Lavorare 4 giorni a settimana: le ragioni

La pandemia ha ulteriormente spinto sull’acceleratore di Paesi che, complice una diversa visione del mercato e desiderosi di approcciare un cambiamento veramente utile ai propri cittadini, hanno deciso di provare ad attuare un diverso equilibrio tra tempo dedicato all’impiego e vita privata.

Lavorare un giorno in meno quindi, ma a parità di stipendio: una concezione ancora molto lontana dalla nostra mentalità media e che, diciamocelo pure, ci fa anche sentire in colpa al pensiero.

Non è forse ancora largamente diffusa, almeno qui in Italia, la convinzione che solo collezionando ore di straordinari, magari anche nei festivi o nei riposi, si possa essere in grado di dimostrare il proprio valore in azienda?
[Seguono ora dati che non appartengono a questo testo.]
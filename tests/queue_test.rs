//! Job queue ordering, claim and serialization tests.

use std::collections::HashSet;
use std::sync::Arc;

use huginn::jobs::{
    Job, JobPriority, JobQueue, JobResult, JobStatus, MemoryJobQueue, Metadata,
};
use serde_json::json;

fn job(priority: JobPriority) -> Job {
    Job::new("generate", Metadata::new()).with_priority(priority)
}

#[tokio::test]
async fn high_normal_low_scenario() {
    let queue = MemoryJobQueue::new();
    let high = queue.enqueue(job(JobPriority::High)).await.unwrap();
    let low = queue.enqueue(job(JobPriority::Low)).await.unwrap();
    let normal = queue.enqueue(job(JobPriority::Normal)).await.unwrap();

    let mut order = Vec::new();
    while let Some(claim) = queue.dequeue("w").await.unwrap() {
        order.push(claim.job.id);
    }
    assert_eq!(order, vec![high, normal, low]);
}

#[tokio::test]
async fn higher_priority_always_first() {
    let queue = MemoryJobQueue::new();
    let priorities = [
        JobPriority::Low,
        JobPriority::Urgent,
        JobPriority::Normal,
        JobPriority::High,
        JobPriority::Low,
        JobPriority::Urgent,
    ];
    for priority in priorities {
        queue.enqueue(job(priority)).await.unwrap();
    }

    let mut claimed = Vec::new();
    while let Some(claim) = queue.dequeue("w").await.unwrap() {
        claimed.push(claim.job.priority);
    }
    let mut expected = priorities.to_vec();
    expected.sort_by(|a, b| b.cmp(a));
    assert_eq!(claimed, expected);
}

#[tokio::test]
async fn fifo_within_priority() {
    let queue = MemoryJobQueue::new();
    let mut ids = Vec::new();
    for _ in 0..20 {
        ids.push(queue.enqueue(job(JobPriority::Normal)).await.unwrap());
    }
    for expected in ids {
        let claim = queue.dequeue("w").await.unwrap().unwrap();
        assert_eq!(claim.job.id, expected);
    }
    assert!(queue.dequeue("w").await.unwrap().is_none());
}

#[tokio::test(flavor = "multi_thread", worker_threads = 4)]
async fn concurrent_dequeue_claims_each_job_once() {
    let queue = Arc::new(MemoryJobQueue::new());
    const JOBS: usize = 500;
    for i in 0..JOBS {
        let priority = match i % 3 {
            0 => JobPriority::Low,
            1 => JobPriority::Normal,
            _ => JobPriority::High,
        };
        queue.enqueue(job(priority)).await.unwrap();
    }

    let mut tasks = Vec::new();
    for w in 0..8 {
        let queue = queue.clone();
        tasks.push(tokio::spawn(async move {
            let worker = format!("worker-{w}");
            let mut mine = Vec::new();
            while let Some(claim) = queue.dequeue(&worker).await.unwrap() {
                assert_eq!(claim.job.worker_id.as_deref(), Some(worker.as_str()));
                mine.push(claim.job.id);
                tokio::task::yield_now().await;
            }
            mine
        }));
    }

    let mut seen = HashSet::new();
    let mut total = 0;
    for task in tasks {
        for id in task.await.unwrap() {
            total += 1;
            assert!(seen.insert(id), "job claimed twice");
        }
    }
    assert_eq!(total, JOBS);
    assert_eq!(queue.stats().await.unwrap().running, JOBS);
}

#[tokio::test]
async fn serialization_round_trip_after_completion() {
    let queue = MemoryJobQueue::new();
    let mut params = Metadata::new();
    params.insert("template_id".into(), json!("blog"));
    params.insert("nested".into(), json!({"a": [1, 2, 3], "b": null}));
    let id = queue
        .enqueue(
            Job::new("generate", params)
                .with_priority(JobPriority::Urgent)
                .with_timeout_seconds(42)
                .with_max_retries(1),
        )
        .await
        .unwrap();
    queue.dequeue("worker-7").await.unwrap();
    queue
        .complete(
            &id,
            JobResult::success(json!({"content": "hello"}), 1.25).with_metadata("attempts", 1),
        )
        .await
        .unwrap();

    let original = queue.get_job(&id).await.unwrap().unwrap();
    let encoded = original.to_json().unwrap();
    let decoded = Job::from_json(&encoded).unwrap();
    assert_eq!(decoded, original);

    let value: serde_json::Value = serde_json::from_str(&encoded).unwrap();
    assert_eq!(value["status"], "completed");
    assert_eq!(value["priority"], "urgent");
    assert_eq!(value["worker_id"], "worker-7");
    assert_eq!(value["result"]["success"], true);
    assert!(value["completed_at"].is_string());
}

#[tokio::test]
async fn pending_job_serializes_null_timestamps() {
    let encoded = job(JobPriority::Low).to_json().unwrap();
    let value: serde_json::Value = serde_json::from_str(&encoded).unwrap();
    assert!(value["started_at"].is_null());
    assert!(value["completed_at"].is_null());
    assert_eq!(value["status"], "pending");
    assert_eq!(Job::from_json(&encoded).unwrap().status, JobStatus::Pending);
}

#[tokio::test]
async fn requeued_job_keeps_priority_tier() {
    let queue = MemoryJobQueue::new();
    let urgent = queue.enqueue(job(JobPriority::Urgent)).await.unwrap();
    queue.dequeue("w").await.unwrap();
    for _ in 0..3 {
        queue.enqueue(job(JobPriority::Normal)).await.unwrap();
    }
    queue.requeue(&urgent, "flaky").await.unwrap();

    let next = queue.dequeue("w").await.unwrap().unwrap();
    assert_eq!(next.job.id, urgent);
    assert_eq!(next.job.retry_count, 1);
    assert_eq!(next.job.progress, 0.0);
}

#[tokio::test]
async fn stats_track_every_ordering() {
    let queue = MemoryJobQueue::new();
    let ids: Vec<String> = {
        let mut ids = Vec::new();
        for _ in 0..5 {
            ids.push(queue.enqueue(job(JobPriority::Normal)).await.unwrap());
        }
        ids
    };
    for _ in 0..3 {
        queue.dequeue("w").await.unwrap();
    }
    queue
        .complete(&ids[0], JobResult::success(json!(null), 0.0))
        .await
        .unwrap();
    queue
        .complete(&ids[1], JobResult::failure("x", 0.0))
        .await
        .unwrap();
    queue.cancel(&ids[4]).await.unwrap();

    let stats = queue.stats().await.unwrap();
    assert_eq!(stats.pending, 1);
    assert_eq!(stats.running, 1);
    assert_eq!(stats.completed, 1);
    assert_eq!(stats.failed, 1);
    assert_eq!(stats.cancelled, 1);
}
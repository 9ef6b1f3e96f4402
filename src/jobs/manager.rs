//! Worker-pool lifecycle and submission APIs.

use std::sync::Arc;
use std::time::Duration;

use futures_util::future::join_all;
use tokio::sync::Mutex;
use tokio::task::JoinHandle;
use tokio_util::sync::CancellationToken;
use tracing::{error, info, warn};

use super::memory::MemoryJobQueue;
use super::policy::RetryPolicy;
use super::queue::JobQueue;
use super::registry::{TaskHandler, TaskRegistry};
use super::types::{
    DEFAULT_MAX_RETRIES, DEFAULT_TIMEOUT_SECONDS, Job, JobPriority, JobSnapshot, Metadata,
    QueueStats,
};
use super::worker::JobWorker;
use crate::cache::{CachedContent, ContentCacheManager, GenerationRequest};
use crate::retry::RetryConfig;
use crate::{HuginnError, Result};

/// Configuration for a [`JobManager`].
///
/// ```rust
/// # use huginn::jobs::JobManagerConfig;
/// # use std::time::Duration;
/// let config = JobManagerConfig::new()
///     .poll_interval(Duration::from_millis(100))
///     .default_max_retries(5);
/// assert_eq!(config.default_timeout_seconds, 300);
/// ```
#[derive(Debug, Clone, PartialEq)]
pub struct JobManagerConfig {
    /// How long an idle worker sleeps before polling again. Default: 500ms.
    pub poll_interval: Duration,
    /// How long [`JobManager::stop`] waits for in-flight jobs. Default: 30s.
    pub shutdown_grace: Duration,
    /// Per-attempt handler timeout for jobs submitted without one.
    pub default_timeout_seconds: u64,
    /// Retry budget for jobs submitted without one.
    pub default_max_retries: u32,
    pub default_priority: JobPriority,
    /// Backoff for transient queue errors.
    pub storage_retry: RetryConfig,
}

impl Default for JobManagerConfig {
    fn default() -> Self {
        Self {
            poll_interval: Duration::from_millis(500),
            shutdown_grace: Duration::from_secs(30),
            default_timeout_seconds: DEFAULT_TIMEOUT_SECONDS,
            default_max_retries: DEFAULT_MAX_RETRIES,
            default_priority: JobPriority::Normal,
            storage_retry: RetryConfig::default(),
        }
    }
}

impl JobManagerConfig {
    pub fn new() -> Self {
        Self::default()
    }

    pub fn poll_interval(mut self, interval: Duration) -> Self {
        self.poll_interval = interval;
        self
    }

    pub fn shutdown_grace(mut self, grace: Duration) -> Self {
        self.shutdown_grace = grace;
        self
    }

    pub fn default_timeout_seconds(mut self, seconds: u64) -> Self {
        self.default_timeout_seconds = seconds;
        self
    }

    pub fn default_max_retries(mut self, retries: u32) -> Self {
        self.default_max_retries = retries;
        self
    }

    pub fn default_priority(mut self, priority: JobPriority) -> Self {
        self.default_priority = priority;
        self
    }

    pub fn storage_retry(mut self, retry: RetryConfig) -> Self {
        self.storage_retry = retry;
        self
    }

    fn validate(&self) -> Result<()> {
        if self.poll_interval.is_zero() {
            return Err(HuginnError::Configuration(
                "poll_interval must be greater than zero".into(),
            ));
        }
        if self.default_timeout_seconds == 0 {
            return Err(HuginnError::Configuration(
                "default_timeout_seconds must be greater than zero".into(),
            ));
        }
        Ok(())
    }
}

/// Per-submission overrides. Unset fields fall back to the manager config.
#[derive(Debug, Clone, Default, PartialEq)]
pub struct SubmitOptions {
    pub priority: Option<JobPriority>,
    pub timeout_seconds: Option<u64>,
    pub max_retries: Option<u32>,
    pub metadata: Metadata,
}

impl SubmitOptions {
    pub fn new() -> Self {
        Self::default()
    }

    pub fn priority(mut self, priority: JobPriority) -> Self {
        self.priority = Some(priority);
        self
    }

    pub fn timeout_seconds(mut self, seconds: u64) -> Self {
        self.timeout_seconds = Some(seconds);
        self
    }

    pub fn max_retries(mut self, retries: u32) -> Self {
        self.max_retries = Some(retries);
        self
    }

    pub fn metadata(mut self, metadata: Metadata) -> Self {
        self.metadata = metadata;
        self
    }
}

/// Result of [`JobManager::submit_generation`].
#[derive(Debug, Clone, PartialEq)]
pub enum GenerationTicket {
    /// Served from the cache; no job was created.
    Cached(CachedContent),
    /// Cache miss; the id of the queued job.
    Queued(String),
}

struct WorkerPool {
    shutdown: CancellationToken,
    halt: CancellationToken,
    handles: Vec<JoinHandle<()>>,
}

/// Owns the queue, the task registry, the retry policy and a pool of
/// workers.
///
/// ```rust,no_run
/// use huginn::jobs::{handler_fn, JobManager, SubmitOptions};
///
/// # async fn demo() -> huginn::Result<()> {
/// let manager = JobManager::new();
/// manager.register("echo", handler_fn(|job, _ctx| async move {
///     Ok(serde_json::Value::Object(job.parameters))
/// }))?;
/// manager.start(4).await?;
///
/// let id = manager.submit("echo", Default::default(), SubmitOptions::new()).await?;
/// let done = manager.wait_for(&id, std::time::Duration::from_secs(5)).await?;
/// println!("{}", done.status);
///
/// manager.stop().await;
/// # Ok(())
/// # }
/// ```
pub struct JobManager {
    queue: Arc<dyn JobQueue>,
    registry: Arc<TaskRegistry>,
    policy: Arc<RetryPolicy>,
    config: JobManagerConfig,
    pool: Mutex<Option<WorkerPool>>,
}

impl JobManager {
    pub fn builder() -> JobManagerBuilder {
        JobManagerBuilder::new()
    }

    /// Manager over a fresh [`MemoryJobQueue`] with default config.
    pub fn new() -> Self {
        let config = JobManagerConfig::default();
        Self::assemble(
            Arc::new(MemoryJobQueue::new()),
            Arc::new(TaskRegistry::new()),
            config,
        )
    }

    fn assemble(
        queue: Arc<dyn JobQueue>,
        registry: Arc<TaskRegistry>,
        config: JobManagerConfig,
    ) -> Self {
        Self {
            queue,
            registry,
            policy: Arc::new(RetryPolicy::new(config.storage_retry.clone())),
            config,
            pool: Mutex::new(None),
        }
    }

    pub fn queue(&self) -> &Arc<dyn JobQueue> {
        &self.queue
    }

    pub fn registry(&self) -> &Arc<TaskRegistry> {
        &self.registry
    }

    pub fn policy(&self) -> &Arc<RetryPolicy> {
        &self.policy
    }

    pub fn config(&self) -> &JobManagerConfig {
        &self.config
    }

    /// Register a handler for `task_name`. Works while workers run.
    pub fn register(
        &self,
        task_name: impl Into<String>,
        handler: impl TaskHandler + 'static,
    ) -> Result<()> {
        self.registry.register(task_name, handler)
    }

    /// Build a job from `task_name`, `parameters` and `options` and queue it.
    ///
    /// The task does not have to be registered yet; a job whose handler is
    /// still missing when a worker claims it fails without retries.
    pub async fn submit(
        &self,
        task_name: impl Into<String>,
        parameters: Metadata,
        options: SubmitOptions,
    ) -> Result<String> {
        let mut job = Job::new(task_name, parameters)
            .with_priority(options.priority.unwrap_or(self.config.default_priority))
            .with_timeout_seconds(
                options
                    .timeout_seconds
                    .unwrap_or(self.config.default_timeout_seconds),
            )
            .with_max_retries(options.max_retries.unwrap_or(self.config.default_max_retries));
        job.metadata = options.metadata;
        self.submit_job(job).await
    }

    /// Queue a fully built job.
    pub async fn submit_job(&self, job: Job) -> Result<String> {
        self.queue.enqueue(job).await
    }

    /// Serve `request` from `cache`, or queue a `task_name` job for it.
    ///
    /// A failing cache lookup is logged and treated as a miss.
    pub async fn submit_generation(
        &self,
        cache: &ContentCacheManager,
        task_name: impl Into<String>,
        request: &GenerationRequest,
        options: SubmitOptions,
    ) -> Result<GenerationTicket> {
        match cache.get_cached(request).await {
            Ok(Some(hit)) => return Ok(GenerationTicket::Cached(hit)),
            Ok(None) => {}
            Err(e) => warn!(error = %e, "cache lookup failed, queueing generation"),
        }
        let parameters = request.to_parameters()?;
        let id = self.submit(task_name, parameters, options).await?;
        Ok(GenerationTicket::Queued(id))
    }

    pub async fn get_status(&self, job_id: &str) -> Result<Option<JobSnapshot>> {
        self.queue.get_status(job_id).await
    }

    /// Cancel a pending or running job. Running handlers see their
    /// cancellation token fire and are expected to stop on their own.
    pub async fn cancel(&self, job_id: &str) -> Result<JobSnapshot> {
        let cancelled = self.queue.cancel(job_id).await?;
        info!(job_id, "job cancelled");
        Ok(JobSnapshot::from(&cancelled))
    }

    /// Poll until `job_id` is terminal or `timeout` passes.
    pub async fn wait_for(&self, job_id: &str, timeout: Duration) -> Result<JobSnapshot> {
        tokio::time::timeout(timeout, self.poll_until_terminal(job_id))
            .await
            .map_err(|_| HuginnError::WaitTimedOut(job_id.to_owned()))?
    }

    async fn poll_until_terminal(&self, job_id: &str) -> Result<JobSnapshot> {
        loop {
            match self.queue.get_status(job_id).await? {
                None => return Err(HuginnError::JobNotFound(job_id.to_owned())),
                Some(snapshot) if snapshot.is_terminal() => return Ok(snapshot),
                Some(_) => tokio::time::sleep(self.config.poll_interval).await,
            }
        }
    }

    pub async fn stats(&self) -> Result<QueueStats> {
        self.queue.stats().await
    }

    /// Spawn `workers` independent worker loops.
    pub async fn start(&self, workers: usize) -> Result<()> {
        if workers == 0 {
            return Err(HuginnError::Validation(
                "worker count must be at least 1".into(),
            ));
        }
        let mut pool = self.pool.lock().await;
        if pool.is_some() {
            return Err(HuginnError::AlreadyRunning);
        }

        let shutdown = CancellationToken::new();
        let halt = CancellationToken::new();
        let pool_id = uuid::Uuid::new_v4().simple().to_string();
        let handles = (0..workers)
            .map(|i| {
                let worker = JobWorker::new(
                    format!("worker-{}-{i}", &pool_id[..8]),
                    self.queue.clone(),
                    self.registry.clone(),
                    self.policy.clone(),
                    self.config.poll_interval,
                )
                .halt_on(halt.clone());
                let token = shutdown.clone();
                tokio::spawn(async move { worker.run(token).await })
            })
            .collect();

        info!(workers, "worker pool started");
        *pool = Some(WorkerPool {
            shutdown,
            halt,
            handles,
        });
        Ok(())
    }

    pub async fn is_running(&self) -> bool {
        self.pool.lock().await.is_some()
    }

    /// Signal shutdown and wait up to the grace period for workers to finish
    /// their in-flight jobs.
    ///
    /// Jobs still running after that are interrupted: their cancellation
    /// tokens fire, their handlers are aborted and they are failed with
    /// [`HuginnError::WorkerShutdown`]. Does nothing if the pool is not
    /// running.
    pub async fn stop(&self) {
        let Some(WorkerPool {
            shutdown,
            halt,
            mut handles,
        }) = self.pool.lock().await.take()
        else {
            return;
        };

        shutdown.cancel();
        let grace = self.config.shutdown_grace;
        if tokio::time::timeout(grace, join_all(handles.iter_mut()))
            .await
            .is_err()
        {
            let stragglers = handles.iter().filter(|h| !h.is_finished()).count();
            warn!(
                stragglers,
                grace_ms = grace.as_millis() as u64,
                "workers still busy after shutdown grace, interrupting jobs"
            );
            halt.cancel();
            if tokio::time::timeout(grace, join_all(handles.iter_mut()))
                .await
                .is_err()
            {
                error!("workers did not settle interrupted jobs, aborting");
                for handle in &handles {
                    handle.abort();
                }
            }
        }
        info!("worker pool stopped");
    }
}

impl Default for JobManager {
    fn default() -> Self {
        Self::new()
    }
}

impl Drop for JobManager {
    fn drop(&mut self) {
        if let Some(pool) = self.pool.get_mut() {
            pool.shutdown.cancel();
        }
    }
}

/// Builder for [`JobManager`].
#[derive(Default)]
pub struct JobManagerBuilder {
    queue: Option<Arc<dyn JobQueue>>,
    registry: Option<Arc<TaskRegistry>>,
    config: JobManagerConfig,
}

impl JobManagerBuilder {
    pub fn new() -> Self {
        Self::default()
    }

    /// Use a custom queue implementation. Default: [`MemoryJobQueue`].
    pub fn queue(mut self, queue: Arc<dyn JobQueue>) -> Self {
        self.queue = Some(queue);
        self
    }

    /// Share a registry with other components.
    pub fn registry(mut self, registry: Arc<TaskRegistry>) -> Self {
        self.registry = Some(registry);
        self
    }

    pub fn config(mut self, config: JobManagerConfig) -> Self {
        self.config = config;
        self
    }

    pub fn build(self) -> Result<JobManager> {
        self.config.validate()?;
        Ok(JobManager::assemble(
            self.queue
                .unwrap_or_else(|| Arc::new(MemoryJobQueue::new())),
            self.registry.unwrap_or_default(),
            self.config,
        ))
    }
}
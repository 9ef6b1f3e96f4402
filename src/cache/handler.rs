//! Cache-aware decorator for generation handlers.

use std::sync::Arc;

use async_trait::async_trait;
use serde_json::Value;
use tracing::{debug, warn};

use super::content::{GeneratedContent, GenerationRequest};
use super::manager::ContentCacheManager;
use crate::jobs::{HandlerResult, Job, TaskContext, TaskHandler};

/// Metadata flag set on results served from the cache.
pub const CACHE_HIT_KEY: &str = "cache_hit";

/// Wraps a generation handler with cache-aside lookups.
///
/// The job's parameters must hold a [`GenerationRequest`]. A cache hit is
/// returned without running the inner handler; a successful inner result
/// that deserializes as [`GeneratedContent`] is stored. Cache failures are
/// logged and never fail the job.
pub struct CachingHandler<H> {
    inner: H,
    cache: Arc<ContentCacheManager>,
}

impl<H: TaskHandler> CachingHandler<H> {
    pub fn new(inner: H, cache: Arc<ContentCacheManager>) -> Self {
        Self { inner, cache }
    }
}

#[async_trait]
impl<H: TaskHandler> TaskHandler for CachingHandler<H> {
    async fn run(&self, job: &Job, ctx: TaskContext) -> HandlerResult {
        let request = GenerationRequest::from_parameters(&job.parameters)?;

        match self.cache.get_cached(&request).await {
            Ok(Some(hit)) => {
                debug!(job_id = %job.id, key = %hit.cache_key, "serving generation from cache");
                ctx.report_progress(100.0, None).await;
                let mut generated = GeneratedContent::from(&hit);
                generated
                    .metadata
                    .insert(CACHE_HIT_KEY.to_owned(), Value::Bool(true));
                return Ok(serde_json::to_value(generated)?);
            }
            Ok(None) => {}
            Err(e) => warn!(job_id = %job.id, error = %e, "cache lookup failed, generating"),
        }

        let output = self.inner.run(job, ctx).await?;

        match serde_json::from_value::<GeneratedContent>(output.clone()) {
            Ok(generated) => {
                if let Err(e) = self.cache.cache_result(&request, generated).await {
                    warn!(job_id = %job.id, error = %e, "failed to cache generated content");
                }
            }
            Err(e) => {
                debug!(job_id = %job.id, error = %e, "handler output is not generated content, not caching");
            }
        }
        Ok(output)
    }
}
Ore di lavoro: gli stereotipi che ci lasceremo alle spalle

Il futuro però si presenta in maniera radicalmente diversa, e lo spiega molto bene il professor Domenico De Masi: in barba agli stereotipi e alle comunicazioni improntate sulla produttività estrema (non per niente, account di satira come Il Milanese Imbruttito fanno da anni tanto successo) il lavoro non rappresenta più un fatto centrale nella vita. Il sociologo lo spiega molto bene nel suo volune Lavoro 2025. Il futuro dell’occupazione (e della disoccupazione), edito da Marsilio.

Sulla base di analisi storiche, è possibile dimostrare come le ore di lavoro nei cosiddetti Paesi industrializzati siano progressivamente diminuite negli ultimi cento anni, grazie ai progressi industriali e tecnologici.

Una tendenza che non si è ancora fermata ma anzi, secondo le stime esposte da Domenico De Masi, porterà un’ulteriore limatura del tempo dedicato da ognuno di noi al lavoro entro il 2030, rendendolo pari a un solo dodicesimo della totalità della nostra vita.

Un cambiamento che arriverà ad impattare persino sulla Costituzione:

“sarà ancora possibile – si chiede il sociologo Domenico De Masi – affermare che l’Italia sia una Repubblica fondata sul lavoro, se questo non sarà più così centrale per le nostre esistenze?”.

In un intervento al Giffoni Film Festival del 2021, lo studioso riesce a dare una interessantissima panoramica del suo pensiero in proposito, aprendo la strada ai suoi numerosi seminari e interventi ben più corposi presenti sul web.

Secondo Domenico De Masi
il lavoro non definisce una persona

Che il lavoro sia tutto nella vita è un concetto appartenente alle vecchie generazioni, che quindi dobbiamo avere il coraggio di lasciarci alle spalle. Rivolgendosi ai giovani nel pubblico, De Masi afferma che il dover impostare la propria vita, gli studi e le aspirazioni solo in funzione dell’impiego che si spera un giorno di svolgere sia una visione fallace e menzognera della realtà stessa.

Le competenze, il bagaglio esperienziale raccolto, serviranno innanzitutto ad arricchire la vita di ciascun individuo. L’impresa è una parte minima della vita che invece si identifica sempre di più come un sistema complesso impossibile da ridurre alla sola remunerazione di alcune delle nostre attività quotidiane, che saranno peraltro sempre più ridotte a fronte del progredire tecnologico.

Siamo quindi alla vigilia, o forse già nel mezzo, di una grandissima rivoluzione, che avrà come frutto la consapevolezza che non sarà il lavoro a identificarci ancora come individui, ma rappresenterà solo una parte delle nostre giornate. 

A mio parere questo è un concetto bellissimo e terrificante allo stesso tempo: bellissimo, perché incentiverà le nuove generazioni, a partire dalla Z, a coltivare le proprie passioni e non solo a sacrificarsi all’idea dell’impiego noioso ma sicuro, ma allo stesso tempo facilmente plasmabile a scopi meno nobili.

Come accade già ora, dalle professioni creative e di spettacolo a quelle più tecniche e processabili, la tendenza a voler creare profitto porta molti datori di lavoro a considerare formativa una mentalità di sfruttamento di risorse e capacità, mascherata dalla cosiddetta gavetta.

Con queste premesse, nessun cambiamento sarà mai possibile. Pertanto il futuro è ugualmente tra le mani anche delle leve più anziane che no, non hanno più scuse per rimanere ancora indietro.